Task goal = Please repeat, from the entries that follow, the lines from the one containing "Failure reasons by" through the one containing "UTC day that" exactly, adding nothing.

Information provided =

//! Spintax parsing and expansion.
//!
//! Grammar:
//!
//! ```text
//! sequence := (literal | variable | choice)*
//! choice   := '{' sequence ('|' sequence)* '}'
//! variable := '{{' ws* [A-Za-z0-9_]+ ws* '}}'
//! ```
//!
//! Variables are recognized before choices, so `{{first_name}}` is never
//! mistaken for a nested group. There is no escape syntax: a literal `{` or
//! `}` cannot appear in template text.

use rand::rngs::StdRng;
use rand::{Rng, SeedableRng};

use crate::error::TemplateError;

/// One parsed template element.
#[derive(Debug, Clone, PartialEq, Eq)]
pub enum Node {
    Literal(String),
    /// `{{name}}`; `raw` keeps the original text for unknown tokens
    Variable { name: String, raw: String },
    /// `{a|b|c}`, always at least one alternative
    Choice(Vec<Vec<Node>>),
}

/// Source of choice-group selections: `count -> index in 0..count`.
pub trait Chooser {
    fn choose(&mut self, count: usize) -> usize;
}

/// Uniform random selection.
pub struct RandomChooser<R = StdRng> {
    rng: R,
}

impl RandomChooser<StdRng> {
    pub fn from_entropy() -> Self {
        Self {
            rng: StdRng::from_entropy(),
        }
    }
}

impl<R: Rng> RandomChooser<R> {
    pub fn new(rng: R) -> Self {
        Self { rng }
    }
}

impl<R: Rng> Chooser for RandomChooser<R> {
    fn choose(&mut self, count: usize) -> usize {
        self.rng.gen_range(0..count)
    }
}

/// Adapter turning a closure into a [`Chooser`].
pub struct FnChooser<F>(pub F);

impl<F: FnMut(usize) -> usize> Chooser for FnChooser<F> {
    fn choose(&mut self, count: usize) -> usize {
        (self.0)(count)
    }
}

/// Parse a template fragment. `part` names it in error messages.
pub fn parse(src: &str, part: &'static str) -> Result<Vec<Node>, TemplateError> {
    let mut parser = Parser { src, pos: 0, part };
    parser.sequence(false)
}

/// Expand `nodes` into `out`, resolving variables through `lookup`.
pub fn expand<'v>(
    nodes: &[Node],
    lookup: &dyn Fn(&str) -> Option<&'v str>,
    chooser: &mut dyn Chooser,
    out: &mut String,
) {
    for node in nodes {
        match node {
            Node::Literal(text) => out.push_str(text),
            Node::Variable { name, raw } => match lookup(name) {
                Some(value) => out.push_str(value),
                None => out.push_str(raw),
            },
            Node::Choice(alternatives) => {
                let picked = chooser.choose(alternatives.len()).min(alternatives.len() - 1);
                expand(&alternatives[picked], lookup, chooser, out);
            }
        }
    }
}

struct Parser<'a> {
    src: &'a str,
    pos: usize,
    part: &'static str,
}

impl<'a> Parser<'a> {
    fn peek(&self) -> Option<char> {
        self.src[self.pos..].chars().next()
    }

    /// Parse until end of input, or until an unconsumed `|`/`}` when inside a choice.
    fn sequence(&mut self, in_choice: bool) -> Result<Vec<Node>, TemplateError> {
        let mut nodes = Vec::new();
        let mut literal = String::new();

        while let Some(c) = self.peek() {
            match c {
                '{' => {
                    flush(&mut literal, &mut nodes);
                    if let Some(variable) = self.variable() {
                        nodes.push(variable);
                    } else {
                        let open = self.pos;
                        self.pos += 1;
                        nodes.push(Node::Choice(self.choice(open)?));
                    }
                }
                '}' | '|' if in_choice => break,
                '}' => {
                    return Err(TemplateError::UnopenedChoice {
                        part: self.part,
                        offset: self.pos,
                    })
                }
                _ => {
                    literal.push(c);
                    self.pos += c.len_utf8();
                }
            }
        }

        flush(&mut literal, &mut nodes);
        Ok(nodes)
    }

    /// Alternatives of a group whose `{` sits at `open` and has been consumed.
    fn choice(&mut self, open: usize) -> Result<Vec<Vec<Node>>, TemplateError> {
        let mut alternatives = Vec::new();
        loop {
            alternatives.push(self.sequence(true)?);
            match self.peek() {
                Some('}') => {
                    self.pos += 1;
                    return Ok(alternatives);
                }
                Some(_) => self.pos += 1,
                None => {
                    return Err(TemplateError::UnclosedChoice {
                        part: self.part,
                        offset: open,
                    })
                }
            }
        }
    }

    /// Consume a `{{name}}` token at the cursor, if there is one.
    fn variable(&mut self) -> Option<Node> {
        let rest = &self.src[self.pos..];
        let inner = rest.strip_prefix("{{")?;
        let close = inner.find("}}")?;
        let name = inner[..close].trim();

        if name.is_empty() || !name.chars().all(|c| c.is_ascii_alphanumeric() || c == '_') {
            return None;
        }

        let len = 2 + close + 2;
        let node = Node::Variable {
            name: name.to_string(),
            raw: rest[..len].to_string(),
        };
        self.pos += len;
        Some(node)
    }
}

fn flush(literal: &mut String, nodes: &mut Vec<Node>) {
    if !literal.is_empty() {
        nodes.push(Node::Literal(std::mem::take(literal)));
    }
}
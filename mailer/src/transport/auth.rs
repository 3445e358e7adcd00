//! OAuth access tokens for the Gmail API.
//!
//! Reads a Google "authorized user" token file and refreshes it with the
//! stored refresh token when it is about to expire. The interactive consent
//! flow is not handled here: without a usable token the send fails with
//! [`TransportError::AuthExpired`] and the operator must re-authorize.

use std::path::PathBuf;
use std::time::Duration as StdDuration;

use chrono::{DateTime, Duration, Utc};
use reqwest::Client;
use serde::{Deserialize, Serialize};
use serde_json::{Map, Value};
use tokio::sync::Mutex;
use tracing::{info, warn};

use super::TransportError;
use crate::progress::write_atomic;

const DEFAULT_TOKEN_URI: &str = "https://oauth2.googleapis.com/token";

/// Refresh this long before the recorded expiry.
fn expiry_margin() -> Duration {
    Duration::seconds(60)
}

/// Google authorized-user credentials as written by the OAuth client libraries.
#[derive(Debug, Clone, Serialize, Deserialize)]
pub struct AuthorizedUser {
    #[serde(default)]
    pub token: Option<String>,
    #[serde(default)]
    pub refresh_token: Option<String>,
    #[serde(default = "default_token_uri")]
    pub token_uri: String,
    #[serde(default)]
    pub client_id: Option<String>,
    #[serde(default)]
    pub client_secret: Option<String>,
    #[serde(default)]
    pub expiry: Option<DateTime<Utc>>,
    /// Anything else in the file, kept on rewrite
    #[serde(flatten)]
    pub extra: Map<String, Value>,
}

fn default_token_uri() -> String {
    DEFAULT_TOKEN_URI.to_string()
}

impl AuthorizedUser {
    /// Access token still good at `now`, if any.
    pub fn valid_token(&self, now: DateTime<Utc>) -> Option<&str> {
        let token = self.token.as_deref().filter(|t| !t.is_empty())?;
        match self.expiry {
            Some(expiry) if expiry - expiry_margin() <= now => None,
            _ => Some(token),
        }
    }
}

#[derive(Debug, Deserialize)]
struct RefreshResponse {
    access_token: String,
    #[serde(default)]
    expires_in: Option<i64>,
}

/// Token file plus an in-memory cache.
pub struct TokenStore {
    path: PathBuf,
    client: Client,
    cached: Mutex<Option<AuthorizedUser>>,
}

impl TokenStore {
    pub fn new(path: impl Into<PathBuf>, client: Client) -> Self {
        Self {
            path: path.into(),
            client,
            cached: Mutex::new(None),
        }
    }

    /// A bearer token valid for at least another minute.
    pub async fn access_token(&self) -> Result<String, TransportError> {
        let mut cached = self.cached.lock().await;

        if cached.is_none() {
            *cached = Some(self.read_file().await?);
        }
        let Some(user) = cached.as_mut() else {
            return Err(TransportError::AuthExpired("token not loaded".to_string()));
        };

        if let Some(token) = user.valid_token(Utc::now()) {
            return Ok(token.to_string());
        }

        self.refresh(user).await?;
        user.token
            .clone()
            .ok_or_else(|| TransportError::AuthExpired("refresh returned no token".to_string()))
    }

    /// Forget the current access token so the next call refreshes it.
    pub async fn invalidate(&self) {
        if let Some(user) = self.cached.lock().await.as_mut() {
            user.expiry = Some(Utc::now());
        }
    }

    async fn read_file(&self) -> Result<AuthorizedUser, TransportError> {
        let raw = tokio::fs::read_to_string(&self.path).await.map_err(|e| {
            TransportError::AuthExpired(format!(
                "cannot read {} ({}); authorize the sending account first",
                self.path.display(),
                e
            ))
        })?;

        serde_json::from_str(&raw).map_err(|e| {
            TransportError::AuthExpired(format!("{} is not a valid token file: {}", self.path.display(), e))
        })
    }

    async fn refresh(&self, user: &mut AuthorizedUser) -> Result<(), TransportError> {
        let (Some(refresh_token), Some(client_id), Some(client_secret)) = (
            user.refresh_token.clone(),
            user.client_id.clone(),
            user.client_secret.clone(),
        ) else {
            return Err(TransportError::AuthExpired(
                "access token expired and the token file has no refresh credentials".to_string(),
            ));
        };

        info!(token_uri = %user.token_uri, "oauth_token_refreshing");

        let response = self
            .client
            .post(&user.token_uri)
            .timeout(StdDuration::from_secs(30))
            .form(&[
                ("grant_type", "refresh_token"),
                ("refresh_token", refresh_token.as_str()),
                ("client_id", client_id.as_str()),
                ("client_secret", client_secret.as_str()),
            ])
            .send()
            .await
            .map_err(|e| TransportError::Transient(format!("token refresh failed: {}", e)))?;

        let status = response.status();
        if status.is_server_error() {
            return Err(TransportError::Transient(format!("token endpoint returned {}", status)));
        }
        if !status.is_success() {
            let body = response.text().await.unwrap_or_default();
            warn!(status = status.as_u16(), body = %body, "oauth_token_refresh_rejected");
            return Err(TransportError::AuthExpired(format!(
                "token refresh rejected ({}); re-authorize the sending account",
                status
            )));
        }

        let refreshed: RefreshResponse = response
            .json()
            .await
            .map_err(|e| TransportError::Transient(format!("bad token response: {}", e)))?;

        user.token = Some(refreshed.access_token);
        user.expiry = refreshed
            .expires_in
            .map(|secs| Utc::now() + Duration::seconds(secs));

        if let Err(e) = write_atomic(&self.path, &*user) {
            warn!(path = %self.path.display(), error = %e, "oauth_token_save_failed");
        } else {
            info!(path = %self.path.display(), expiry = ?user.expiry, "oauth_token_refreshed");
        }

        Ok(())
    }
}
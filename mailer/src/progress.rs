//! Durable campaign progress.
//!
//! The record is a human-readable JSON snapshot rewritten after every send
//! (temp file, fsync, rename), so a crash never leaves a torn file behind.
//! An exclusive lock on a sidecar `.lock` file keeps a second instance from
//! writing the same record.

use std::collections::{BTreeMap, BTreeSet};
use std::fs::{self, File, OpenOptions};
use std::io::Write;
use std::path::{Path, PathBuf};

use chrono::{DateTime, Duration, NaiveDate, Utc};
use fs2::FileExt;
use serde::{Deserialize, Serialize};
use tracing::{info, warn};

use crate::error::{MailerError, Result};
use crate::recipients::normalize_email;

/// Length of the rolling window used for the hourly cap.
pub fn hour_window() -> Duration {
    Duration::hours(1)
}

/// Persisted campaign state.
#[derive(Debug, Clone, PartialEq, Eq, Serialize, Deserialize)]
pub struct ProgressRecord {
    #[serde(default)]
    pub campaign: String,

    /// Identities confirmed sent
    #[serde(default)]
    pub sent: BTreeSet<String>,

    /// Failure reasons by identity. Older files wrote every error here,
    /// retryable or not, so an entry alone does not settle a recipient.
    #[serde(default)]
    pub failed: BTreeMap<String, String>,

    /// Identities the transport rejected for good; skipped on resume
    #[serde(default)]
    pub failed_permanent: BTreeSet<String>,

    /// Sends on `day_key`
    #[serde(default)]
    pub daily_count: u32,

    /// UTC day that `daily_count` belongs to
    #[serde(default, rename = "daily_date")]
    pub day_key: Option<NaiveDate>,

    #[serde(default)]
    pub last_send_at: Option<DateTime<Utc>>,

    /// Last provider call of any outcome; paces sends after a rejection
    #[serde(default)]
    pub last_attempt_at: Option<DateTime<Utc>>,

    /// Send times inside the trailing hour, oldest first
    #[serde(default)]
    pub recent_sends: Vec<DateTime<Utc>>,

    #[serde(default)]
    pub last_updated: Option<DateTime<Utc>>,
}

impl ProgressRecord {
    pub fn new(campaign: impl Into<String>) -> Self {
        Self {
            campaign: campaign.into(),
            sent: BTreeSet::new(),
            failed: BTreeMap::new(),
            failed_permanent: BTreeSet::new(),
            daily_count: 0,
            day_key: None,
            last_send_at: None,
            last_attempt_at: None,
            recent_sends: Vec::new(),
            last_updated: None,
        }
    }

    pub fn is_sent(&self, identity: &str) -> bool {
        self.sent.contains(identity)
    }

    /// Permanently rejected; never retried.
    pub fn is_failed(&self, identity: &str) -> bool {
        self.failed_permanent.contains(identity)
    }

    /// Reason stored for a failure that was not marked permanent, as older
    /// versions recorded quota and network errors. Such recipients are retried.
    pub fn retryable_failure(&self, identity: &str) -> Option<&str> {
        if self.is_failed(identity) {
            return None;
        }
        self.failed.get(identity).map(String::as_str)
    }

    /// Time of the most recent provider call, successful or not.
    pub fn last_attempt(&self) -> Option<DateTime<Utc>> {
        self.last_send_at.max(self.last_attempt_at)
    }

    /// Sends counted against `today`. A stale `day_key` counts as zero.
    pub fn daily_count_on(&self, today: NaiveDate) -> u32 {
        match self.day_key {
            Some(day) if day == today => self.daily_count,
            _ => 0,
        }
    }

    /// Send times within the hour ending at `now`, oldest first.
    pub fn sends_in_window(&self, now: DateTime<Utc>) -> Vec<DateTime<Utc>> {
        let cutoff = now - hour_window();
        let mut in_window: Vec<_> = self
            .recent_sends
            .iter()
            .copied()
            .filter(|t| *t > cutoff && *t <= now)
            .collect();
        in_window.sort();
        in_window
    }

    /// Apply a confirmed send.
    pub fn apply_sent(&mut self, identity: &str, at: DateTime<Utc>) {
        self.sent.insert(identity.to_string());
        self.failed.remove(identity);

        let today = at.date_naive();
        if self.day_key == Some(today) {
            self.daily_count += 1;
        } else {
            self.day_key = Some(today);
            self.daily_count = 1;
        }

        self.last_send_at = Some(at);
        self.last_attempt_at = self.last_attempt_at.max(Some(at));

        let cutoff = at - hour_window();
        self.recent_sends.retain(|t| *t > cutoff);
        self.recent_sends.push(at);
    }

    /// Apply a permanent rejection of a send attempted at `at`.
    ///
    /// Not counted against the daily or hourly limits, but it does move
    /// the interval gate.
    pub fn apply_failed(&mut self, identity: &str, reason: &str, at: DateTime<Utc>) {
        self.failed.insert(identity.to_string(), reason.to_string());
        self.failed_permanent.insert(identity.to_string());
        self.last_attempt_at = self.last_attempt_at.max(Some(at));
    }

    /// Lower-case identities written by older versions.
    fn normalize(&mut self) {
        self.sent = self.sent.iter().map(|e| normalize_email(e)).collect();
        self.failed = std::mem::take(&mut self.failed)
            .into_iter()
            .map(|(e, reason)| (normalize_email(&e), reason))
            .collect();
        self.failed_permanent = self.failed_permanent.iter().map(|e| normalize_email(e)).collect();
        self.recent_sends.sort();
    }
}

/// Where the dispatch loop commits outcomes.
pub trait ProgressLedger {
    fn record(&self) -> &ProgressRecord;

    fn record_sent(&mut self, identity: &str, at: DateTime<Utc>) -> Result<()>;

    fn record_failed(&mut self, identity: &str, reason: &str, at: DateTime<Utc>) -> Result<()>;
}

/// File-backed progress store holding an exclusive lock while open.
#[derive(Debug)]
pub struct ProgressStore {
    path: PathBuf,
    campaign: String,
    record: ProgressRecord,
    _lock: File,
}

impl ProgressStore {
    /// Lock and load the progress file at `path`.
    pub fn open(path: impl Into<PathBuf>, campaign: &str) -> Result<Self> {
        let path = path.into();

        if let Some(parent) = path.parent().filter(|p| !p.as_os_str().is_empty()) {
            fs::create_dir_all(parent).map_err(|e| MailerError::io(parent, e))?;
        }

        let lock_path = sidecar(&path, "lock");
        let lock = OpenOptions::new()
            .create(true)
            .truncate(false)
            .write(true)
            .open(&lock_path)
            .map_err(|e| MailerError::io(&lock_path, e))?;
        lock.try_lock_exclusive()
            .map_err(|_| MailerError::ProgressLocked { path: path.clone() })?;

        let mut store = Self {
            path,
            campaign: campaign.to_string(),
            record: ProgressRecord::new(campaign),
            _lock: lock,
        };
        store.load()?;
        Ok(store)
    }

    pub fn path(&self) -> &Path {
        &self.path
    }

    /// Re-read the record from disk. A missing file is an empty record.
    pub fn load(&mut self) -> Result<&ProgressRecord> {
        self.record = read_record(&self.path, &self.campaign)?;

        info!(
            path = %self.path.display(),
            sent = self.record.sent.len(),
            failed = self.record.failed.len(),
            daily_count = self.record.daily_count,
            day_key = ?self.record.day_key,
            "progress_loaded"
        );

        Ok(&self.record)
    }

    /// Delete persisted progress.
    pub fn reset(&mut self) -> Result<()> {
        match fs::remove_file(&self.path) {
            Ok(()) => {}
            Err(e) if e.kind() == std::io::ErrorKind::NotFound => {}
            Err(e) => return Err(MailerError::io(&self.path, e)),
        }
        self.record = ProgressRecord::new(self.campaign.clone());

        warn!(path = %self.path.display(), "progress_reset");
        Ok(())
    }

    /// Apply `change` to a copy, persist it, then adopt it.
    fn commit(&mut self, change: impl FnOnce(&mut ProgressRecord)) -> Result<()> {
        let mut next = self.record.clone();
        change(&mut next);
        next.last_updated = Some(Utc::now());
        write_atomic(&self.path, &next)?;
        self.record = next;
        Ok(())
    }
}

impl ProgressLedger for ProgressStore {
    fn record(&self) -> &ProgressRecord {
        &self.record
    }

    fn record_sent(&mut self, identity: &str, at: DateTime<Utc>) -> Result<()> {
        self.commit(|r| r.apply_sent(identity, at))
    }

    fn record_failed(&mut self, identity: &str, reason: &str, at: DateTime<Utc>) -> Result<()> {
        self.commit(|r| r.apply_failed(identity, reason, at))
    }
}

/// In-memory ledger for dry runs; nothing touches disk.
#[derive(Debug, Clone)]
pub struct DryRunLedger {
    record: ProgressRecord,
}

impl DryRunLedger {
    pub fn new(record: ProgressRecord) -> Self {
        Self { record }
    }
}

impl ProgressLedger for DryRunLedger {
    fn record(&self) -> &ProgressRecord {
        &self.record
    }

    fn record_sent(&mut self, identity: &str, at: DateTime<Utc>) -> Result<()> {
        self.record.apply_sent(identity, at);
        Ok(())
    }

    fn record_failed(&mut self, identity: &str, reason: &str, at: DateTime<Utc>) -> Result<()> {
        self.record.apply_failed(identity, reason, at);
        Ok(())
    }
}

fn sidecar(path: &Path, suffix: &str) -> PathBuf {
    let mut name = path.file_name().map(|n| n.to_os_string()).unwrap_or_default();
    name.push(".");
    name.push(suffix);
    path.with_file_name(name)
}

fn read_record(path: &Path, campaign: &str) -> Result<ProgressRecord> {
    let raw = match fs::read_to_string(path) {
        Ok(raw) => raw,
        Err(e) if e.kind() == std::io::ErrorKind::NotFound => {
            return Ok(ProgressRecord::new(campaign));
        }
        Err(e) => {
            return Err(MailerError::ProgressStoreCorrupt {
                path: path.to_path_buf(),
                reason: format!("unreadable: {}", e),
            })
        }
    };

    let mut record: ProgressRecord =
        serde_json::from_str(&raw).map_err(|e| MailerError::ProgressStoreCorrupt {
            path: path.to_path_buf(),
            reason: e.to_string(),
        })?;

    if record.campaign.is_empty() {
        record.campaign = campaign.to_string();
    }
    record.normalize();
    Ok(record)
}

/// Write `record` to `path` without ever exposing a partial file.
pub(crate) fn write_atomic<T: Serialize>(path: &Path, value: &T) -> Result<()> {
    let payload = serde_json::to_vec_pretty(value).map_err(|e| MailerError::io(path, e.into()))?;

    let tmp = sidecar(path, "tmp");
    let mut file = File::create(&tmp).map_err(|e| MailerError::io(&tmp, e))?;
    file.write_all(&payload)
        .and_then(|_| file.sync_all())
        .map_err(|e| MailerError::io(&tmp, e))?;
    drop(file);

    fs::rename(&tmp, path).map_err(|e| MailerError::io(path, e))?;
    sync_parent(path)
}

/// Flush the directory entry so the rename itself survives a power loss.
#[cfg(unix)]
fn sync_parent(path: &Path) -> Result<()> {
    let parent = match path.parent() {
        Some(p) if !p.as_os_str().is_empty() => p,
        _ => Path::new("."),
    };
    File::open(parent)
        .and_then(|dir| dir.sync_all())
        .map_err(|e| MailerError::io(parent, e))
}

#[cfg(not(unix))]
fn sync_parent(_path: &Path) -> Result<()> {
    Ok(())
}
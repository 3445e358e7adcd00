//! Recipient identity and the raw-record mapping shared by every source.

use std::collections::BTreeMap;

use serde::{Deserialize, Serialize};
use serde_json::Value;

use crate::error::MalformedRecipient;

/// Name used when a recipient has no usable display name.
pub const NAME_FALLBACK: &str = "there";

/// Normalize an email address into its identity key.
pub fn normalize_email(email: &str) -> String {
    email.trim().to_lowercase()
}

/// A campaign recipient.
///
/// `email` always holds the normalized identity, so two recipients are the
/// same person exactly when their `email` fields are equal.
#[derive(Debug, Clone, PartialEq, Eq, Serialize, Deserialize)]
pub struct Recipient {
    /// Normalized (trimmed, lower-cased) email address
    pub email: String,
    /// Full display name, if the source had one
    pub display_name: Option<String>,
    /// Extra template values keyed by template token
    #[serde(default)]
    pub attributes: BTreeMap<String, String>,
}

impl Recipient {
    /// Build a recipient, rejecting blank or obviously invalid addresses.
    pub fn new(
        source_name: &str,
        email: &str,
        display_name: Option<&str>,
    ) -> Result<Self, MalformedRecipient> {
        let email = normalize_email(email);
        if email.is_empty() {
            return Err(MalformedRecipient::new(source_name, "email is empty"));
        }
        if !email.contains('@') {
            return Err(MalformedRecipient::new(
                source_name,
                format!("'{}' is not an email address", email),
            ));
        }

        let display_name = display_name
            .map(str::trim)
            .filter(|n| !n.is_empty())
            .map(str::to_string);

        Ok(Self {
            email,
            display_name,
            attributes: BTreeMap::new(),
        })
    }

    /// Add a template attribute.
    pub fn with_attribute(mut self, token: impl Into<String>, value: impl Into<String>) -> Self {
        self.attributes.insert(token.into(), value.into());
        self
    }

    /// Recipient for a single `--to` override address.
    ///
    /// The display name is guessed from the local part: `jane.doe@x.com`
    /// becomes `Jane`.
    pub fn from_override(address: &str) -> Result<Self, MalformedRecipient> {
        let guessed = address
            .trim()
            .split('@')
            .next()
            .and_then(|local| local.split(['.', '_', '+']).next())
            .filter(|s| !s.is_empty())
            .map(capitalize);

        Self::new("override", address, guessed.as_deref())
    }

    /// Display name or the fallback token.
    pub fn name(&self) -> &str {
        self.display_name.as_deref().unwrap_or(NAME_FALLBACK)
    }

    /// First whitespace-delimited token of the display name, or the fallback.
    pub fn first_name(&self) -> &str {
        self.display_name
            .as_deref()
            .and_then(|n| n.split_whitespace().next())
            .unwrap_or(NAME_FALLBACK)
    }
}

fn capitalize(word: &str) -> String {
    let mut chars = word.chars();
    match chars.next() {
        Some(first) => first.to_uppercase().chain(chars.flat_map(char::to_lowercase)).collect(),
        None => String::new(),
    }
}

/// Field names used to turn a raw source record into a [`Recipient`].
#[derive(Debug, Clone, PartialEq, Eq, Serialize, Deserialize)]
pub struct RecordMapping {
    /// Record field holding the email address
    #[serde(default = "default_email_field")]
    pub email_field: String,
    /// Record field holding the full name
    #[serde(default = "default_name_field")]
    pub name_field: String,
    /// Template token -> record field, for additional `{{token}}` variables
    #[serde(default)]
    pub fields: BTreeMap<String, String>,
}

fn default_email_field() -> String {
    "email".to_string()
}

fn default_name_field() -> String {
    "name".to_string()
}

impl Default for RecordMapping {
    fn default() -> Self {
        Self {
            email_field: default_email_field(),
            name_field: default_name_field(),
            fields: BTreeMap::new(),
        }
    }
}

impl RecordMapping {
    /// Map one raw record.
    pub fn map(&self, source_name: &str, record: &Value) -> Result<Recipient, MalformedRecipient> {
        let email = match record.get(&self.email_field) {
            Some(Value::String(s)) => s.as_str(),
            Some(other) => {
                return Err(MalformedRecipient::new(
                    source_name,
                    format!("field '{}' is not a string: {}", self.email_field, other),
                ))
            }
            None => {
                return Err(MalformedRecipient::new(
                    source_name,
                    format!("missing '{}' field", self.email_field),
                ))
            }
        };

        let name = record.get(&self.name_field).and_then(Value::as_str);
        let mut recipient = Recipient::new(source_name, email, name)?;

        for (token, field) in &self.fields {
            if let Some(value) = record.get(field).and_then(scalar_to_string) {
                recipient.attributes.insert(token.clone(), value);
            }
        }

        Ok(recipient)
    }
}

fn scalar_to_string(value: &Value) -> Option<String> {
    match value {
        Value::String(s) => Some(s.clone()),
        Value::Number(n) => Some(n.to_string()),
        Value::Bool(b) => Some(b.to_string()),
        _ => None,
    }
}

Completed exercise =
    /// Failure reasons by identity. Older files wrote every error here,
    /// retryable or not, so an entry alone does not settle a recipient.
    #[serde(default)]
    pub failed: BTreeMap<String, String>,

    /// Identities the transport rejected for good; skipped on resume
    #[serde(default)]
    pub failed_permanent: BTreeSet<String>,

    /// Sends on `day_key`
    #[serde(default)]
    pub daily_count: u32,

    /// UTC day that `daily_count` belongs to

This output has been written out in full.